Dans la situation unique du contexte des cancers héréditaires, en particulier chez les porteurs de la mutation oncogène sans cancer établi, les organoïdes spécifiques d’un tissu vont nous permettre de modéliser le risque prédictif de développer un cancer, en identifiant les cibles intrinsèques à l’organoïde et facteurs environnementaux, et des nouveaux biomarqueurs précoces grâce au séquençage à haut débit et l’analyse bioinformatique des data de cancers issus de cohortes. Le but ultime sera de prévenir la survenue des cancers, comme les cancers du sein, du rein et du colon associés à des gènes de prédisposition.
Notre équipe avec les Pr Ali Turhan et Frank Griscelli et les Dr Jinwook Hwang et Christophe Desterke a décrit pour la première fois des organoïdes mimant parfaitement les caractéristiques moléculaires de ces cancers héréditaires. A partir d’un simple tube de sang d’un patient porteur d’une mutation génétique constitutive et à risque de développer un cancer, les CSPi générées permettent la production normée d’organoïdes à grande échelle en bioréacteurs ou en méthode micro-fluidique. Nous avons également confirmé que la même CSPi permettait de modéliser d’autres cancers comme le glioblastome. Nous avons montré que les structures 3D neuronales produites à partir de cette CSPi présentent les caractéristiques moléculaires de celles observées dans les glioblastomes.
La technologie des CSPi permet également à l'aide de l'édition du génome de générer des mutations oncogènes, et de former des organoïdes tumoraux avec de multiples altérations génétiques. Il a été ainsi montré que la surexpression de l'oncogène KRAS G21D dans les cellules acineuses du pancréas permet le développement du cancer du pancréas in vitro, et l'induction d'une voie génomique similaire à l'adénocarcinome pulmonaire qui est un gène ‘driver’ dans 30 % des cas. Cette étude a permis de déterminer les changements génomiques précoces survenant dans les cellules AT2 du pancréas, et dont certains étaient similaires aux caractéristiques moléculaires de l'adénocarcinome pulmonaire primaire.

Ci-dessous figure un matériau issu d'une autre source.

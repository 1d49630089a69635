//! Boundary-tag chunk primitives.
//!
//! ```text
//!   used chunk:  [ size | USED ][ payload: size bytes, owned by caller  ][ size | USED ]
//!   free chunk:  [ size        ][ prev ][ next ][ ... unused ...         ][ size        ]
//!                ▲
//!                chunk offset
//! ```
//!
//! Both tags always carry the same value, so the chunk to the left of any
//! chunk is found by reading the 8 bytes right before its prefix tag.

use crate::region::Region;

/// Width of a boundary tag and of each free-list link.
pub(crate) const TAG_SIZE: u64 = 8;
/// Smallest payload a chunk may have; a free chunk must fit both links.
pub(crate) const MIN_ALLOC: u64 = 24;
/// In-use flag, stored in the top bit of each tag.
pub(crate) const USED_FLAG: u64 = 1 << 63;

/// Link value meaning "no chunk". Offset 0 holds the arena header, so no
/// chunk ever starts there.
const NIL: u64 = 0;

const _: () = assert!(2 * TAG_SIZE <= MIN_ALLOC);

/// A chunk, identified by the offset of its prefix tag.
#[derive(Debug, Clone, Copy, PartialEq, Eq, PartialOrd, Ord, Hash)]
pub(crate) struct Chunk(pub(crate) u64);

impl Chunk {
  /// Chunk whose payload starts at `payload`.
  #[inline]
  pub(crate) fn from_payload(
    payload: u64,
  ) -> Self {
    Chunk(payload - TAG_SIZE)
  }

  #[inline]
  pub(crate) fn payload(
    self,
  ) -> u64 {
    self.0 + TAG_SIZE
  }

  #[inline]
  pub(crate) fn size(
    self,
    region: &Region,
  ) -> u64 {
    region.read_u64(self.0) & !USED_FLAG
  }

  #[inline]
  pub(crate) fn is_free(
    self,
    region: &Region,
  ) -> bool {
    region.read_u64(self.0) & USED_FLAG == 0
  }

  /// Offset of the suffix tag for a chunk of `size` bytes.
  #[inline]
  fn suffix(
    self,
    size: u64,
  ) -> u64 {
    self.0 + TAG_SIZE + size
  }

  /// Writes both tags. This is the only place tags are written.
  #[inline]
  pub(crate) fn set_size(
    self,
    region: &Region,
    size: u64,
    used: bool,
  ) {
    let tag = if used { size | USED_FLAG } else { size };

    region.write_u64(self.0, tag);
    region.write_u64(self.suffix(size), tag);
  }

  /// True when both tags agree.
  pub(crate) fn tags_match(
    self,
    region: &Region,
  ) -> bool {
    region.read_u64(self.0) == region.read_u64(self.suffix(self.size(region)))
  }

  /// Offset one past the suffix tag, where the right neighbour starts.
  #[inline]
  pub(crate) fn end(
    self,
    region: &Region,
  ) -> u64 {
    self.suffix(self.size(region)) + TAG_SIZE
  }

  /// The chunk immediately to the right.
  #[inline]
  pub(crate) fn right(
    self,
    region: &Region,
  ) -> Chunk {
    Chunk(self.end(region))
  }

  /// The chunk immediately to the left, found through its suffix tag.
  #[inline]
  pub(crate) fn left(
    self,
    region: &Region,
  ) -> Chunk {
    let left_size = Chunk(self.0 - TAG_SIZE).size(region);
    Chunk(self.0 - TAG_SIZE - left_size - TAG_SIZE)
  }

  /// Whether the chunk to the left is free, read from its suffix tag.
  #[inline]
  pub(crate) fn left_is_free(
    self,
    region: &Region,
  ) -> bool {
    Chunk(self.0 - TAG_SIZE).is_free(region)
  }

  // Links are only meaningful while the chunk is free; the payload of a
  // used chunk belongs to the caller.

  #[inline]
  pub(crate) fn prev(
    self,
    region: &Region,
  ) -> Option<Chunk> {
    to_link(region.read_u64(self.0 + TAG_SIZE))
  }

  #[inline]
  pub(crate) fn next(
    self,
    region: &Region,
  ) -> Option<Chunk> {
    to_link(region.read_u64(self.0 + 2 * TAG_SIZE))
  }

  #[inline]
  pub(crate) fn set_prev(
    self,
    region: &Region,
    prev: Option<Chunk>,
  ) {
    region.write_u64(self.0 + TAG_SIZE, from_link(prev));
  }

  #[inline]
  pub(crate) fn set_next(
    self,
    region: &Region,
    next: Option<Chunk>,
  ) {
    region.write_u64(self.0 + 2 * TAG_SIZE, from_link(next));
  }
}

#[inline]
pub(crate) fn to_link(
  raw: u64,
) -> Option<Chunk> {
  (raw != NIL).then_some(Chunk(raw))
}

#[inline]
pub(crate) fn from_link(
  chunk: Option<Chunk>,
) -> u64 {
  chunk.map_or(NIL, |chunk| chunk.0)
}

/// Rounds a request up to a multiple of 8, never below `MIN_ALLOC`.
#[inline]
pub(crate) fn proper_size(
  size: u64,
) -> u64 {
  align!(size).max(MIN_ALLOC)
}

/// Bytes a chunk of payload `size` occupies, tags included.
#[inline]
pub(crate) fn footprint(
  size: u64,
) -> u64 {
  size + 2 * TAG_SIZE
}

#[cfg(test)]
mod tests {
  use super::*;

  #[test]
  fn test_proper_size() {
    assert_eq!(proper_size(1), 24);
    assert_eq!(proper_size(24), 24);
    assert_eq!(proper_size(25), 32);
    assert_eq!(proper_size(50), 56);
    assert_eq!(proper_size(256), 256);
  }

  #[test]
  fn test_set_size_writes_both_tags() {
    let region = Region::anonymous(4096).unwrap();
    let chunk = Chunk(64);

    chunk.set_size(&region, 48, true);

    assert_eq!(region.read_u64(64), 48 | USED_FLAG);
    assert_eq!(region.read_u64(64 + 8 + 48), 48 | USED_FLAG);
    assert_eq!(chunk.size(&region), 48);
    assert!(!chunk.is_free(&region));
    assert!(chunk.tags_match(&region));
    assert_eq!(chunk.end(&region), 64 + 8 + 48 + 8);

    chunk.set_size(&region, 48, false);
    assert!(chunk.is_free(&region));
  }

  #[test]
  fn test_neighbours() {
    let region = Region::anonymous(4096).unwrap();
    let left = Chunk(64);

    left.set_size(&region, 32, false);
    let right = left.right(&region);
    right.set_size(&region, 24, true);

    assert_eq!(right, Chunk(64 + 8 + 32 + 8));
    assert_eq!(right.left(&region), left);
    assert!(right.left_is_free(&region));
  }

  #[test]
  fn test_links() {
    let region = Region::anonymous(4096).unwrap();
    let chunk = Chunk(64);

    chunk.set_size(&region, 24, false);
    chunk.set_prev(&region, None);
    chunk.set_next(&region, Some(Chunk(512)));

    assert_eq!(chunk.prev(&region), None);
    assert_eq!(chunk.next(&region), Some(Chunk(512)));
    assert_eq!(Chunk::from_payload(chunk.payload()), chunk);
  }
}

Le savoir-faire unique de notre équipe va permettre, à terme, d’accélérer le développement de nouveaux candidats médicaments en oncologie, et, à plus longue échéance, de proposer aux patients atteints de cancers des approches thérapeutiques de plus en plus personnalisées. Cette nouvelle technologie d’organoïde de cancers dérivés des CSPi se développera pour étudier plusieurs sous-groupes de cancer pour une même mutation oncogénique en vue d’étudier la sensibilité des thérapies ciblées dans plusieurs types d’organoïdes. Cette technologie de rupture bénéficiera enfin de la technologie microfluidique, pour cribler des banques de molécules à partir de la découverte de nouvelles cibles conduisant à une intervention thérapeutique. L’atlas d’organoïdes humains récemment décrit sera une aide majeure pour générer un « catalogue » d’analyses unicellulaires et de profilage génomique spatial d’organoïdes de cancers humains. Le développement d’agents thérapeutiques est lent et s’alourdi par une attrition couteuse, liée aux échecs dans les phases tardives des essais cliniques et au travers des tests R&D des laboratoires.
L’accès aux organoïdes humains va permettre une information complémentaire sans précédent et ouvrir la voie à la réduction drastique de l'utilisation d'animaux pour des expériences de découverte de médicaments et de réduire les échecs cliniques chez l’homme par des évaluations précliniques relevantes de l’efficacité et de la toxicité des candidats médicaments. La mise en œuvre de tels modèles constitue donc un des enjeux majeurs des industries de santé.